22 Agosto 2017 - Aggiornato alle 14:50
POLITICA
Senato: M5S, 97 milioni al Golf, "marchetta al CONI e alla Ryder Cup". Minoranza PD "“Grasso non ammetta l’emendamento”. E il Presidente non lo ammette
08 Febbraio 2017 14:19 —

Paola Taverna (M5S) posta in rete un video sull'emendamento presentato al Senato e firmato dal senatore Pd d’America Renato Guerino Turano che di fatto, inserisce nel Decreto Fiscale cosiddetto Salva Banche, ed al quale la commissione Finanze di Palazzo Madama ha dato il via libera, e che permette al Credito sportivo di concedere garanzie anche per l’organizzazione di eventi internazionali e concede una garanzia per 97 milioni di euro alla competizione Ryder Cup di golf che si terrà a Roma nel 2022.  "Come avevamo annunciato la marchetta al Coni e alla Ryder Cup era dietro l'angolo. In questi minuti l'emendamento che garantisce alla manifestazione di Golf fino a 97 milioni di euro di garanzia pubblica è stato approvato in commissione Finanze al Senato. Ringraziano per l'ennesimo spreco sia il Coni di Malagò che il comitato organizzatore dell'evento, nelle cui fila ci sono molti nomi noti, dal figlio di Gianni Letta e cugino di Enrico all'ex dg Rai Gubitosi passando per il renziano Guido Barilla e per Francesco Soro, capo di gabinetto del Presidente Malagò al Coni. Lega e Movimento 5 Stelle, comunque preannunciano battaglia a Palazzo Madama. I senatori del Carroccio, i colleghi grillini e quelli della minoranza dem che non hanno partecipato al voto si sono rivolti direttamente al presidente del Senato Pietro Grasso affinché dichiari inammissibile l’emendamento. “Presidente, le chiedo di essere garante nei confronti dei cittadini dell’onorabilità di questo Senato” ha detto in Aula il senatore Stefano Candiani a nome del gruppo della Lega. “Grasso dichiari l’inammissibilità e la maggioranza non si arrischi a portare questa vergogna in aula.
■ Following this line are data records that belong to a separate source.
//! Behavioural change point analysis of a loaded track
//!
//! Usage: `cargo run -p movetrack-bcpa --example window_sweep -- <file.tsv> <zone> [individual]`
//!
//! Window size, sensitivity, clusterwidth and threshold are set below and
//! should be tuned to the sampling rate of the data.

use movetrack_bcpa::{
    ChangePointSummaryParameters, ResponseKind, VelocitySeries, WindowSweep, WindowSweepParameters,
};
use movetrack_core::TabularOutput;
use movetrack_track::{Hemisphere, LoaderConfig, ProjectionConfig, TrackLoader};
use tracing_subscriber::EnvFilter;

const WINDOW_SIZE: usize = 8;
const SENSITIVITY: f64 = 2.0;
const CLUSTERWIDTH_HOURS: f64 = 2.0;
const THRESHOLD: usize = 2;

fn main() -> anyhow::Result<()> {
    tracing_subscriber::fmt()
        .with_env_filter(EnvFilter::from_default_env())
        .init();

    let mut args = std::env::args().skip(1);
    let path = args.next().unwrap_or_else(|| {
        concat!(env!("CARGO_MANIFEST_DIR"), "/../movetrack-track/tests/data/sample_track.tsv")
            .to_string()
    });
    let zone: u8 = args.next().map(|z| z.parse()).transpose()?.unwrap_or(33);
    let wanted = args.next();

    println!("=== Behavioural Change Point Analysis ===\n");

    let (track, report) = TrackLoader::new(LoaderConfig::movebank()).from_path(&path)?;
    println!("{report}");
    let projected = track.project(&ProjectionConfig::utm(zone, Hemisphere::North)?)?;
    let id = match wanted {
        Some(id) => id,
        None => projected
            .individuals()
            .first()
            .map(|s| s.to_string())
            .ok_or_else(|| anyhow::anyhow!("track has no individuals"))?,
    };
    let trajectory = projected.trajectory(&id)?;
    let series = VelocitySeries::from_trajectory(&trajectory)?;
    println!("{} velocity observations for {id}\n", series.len());

    let params = WindowSweepParameters::new(WINDOW_SIZE, SENSITIVITY)
        .with_response(ResponseKind::Persistence);
    let sweep = WindowSweep::new(params)?.analyze(&series)?;
    println!("{sweep}\n");

    let flat = sweep.flat_summary(&ChangePointSummaryParameters::new(CLUSTERWIDTH_HOURS, THRESHOLD)?)?;
    println!("{flat}");

    println!("--- phases ---");
    flat.phase_table().write_csv(std::io::stdout())?;
    println!("\n--- smooth summary ---");
    sweep.smooth_summary(None)?.write_csv(std::io::stdout())?;

    Ok(())
}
Faremo una battaglia senza precedenti” ha aggiunto Paolo Tosato, capogruppo leghista in commissione Finanze, secondo cui “queste risorse devono essere destinate ai risparmiatori e non a finanziare con provvedimenti a debito le marchette del Pd. Basta giocare con i soldi dei contribuenti. Ci appelliamo a Grasso: non svilisca ulteriormente i cittadini e blocchi questo schifo”. Grasso, si è pronunciato poco fa ed a dichiarato l'emendamento inammissibile. In effetti, probabilmente non poteva fare altrimenti in quanto l'intestazione del decreto legge in questione parla chiaro: “Disposizioni urgenti per la tutela del risparmio nel settore creditizio”.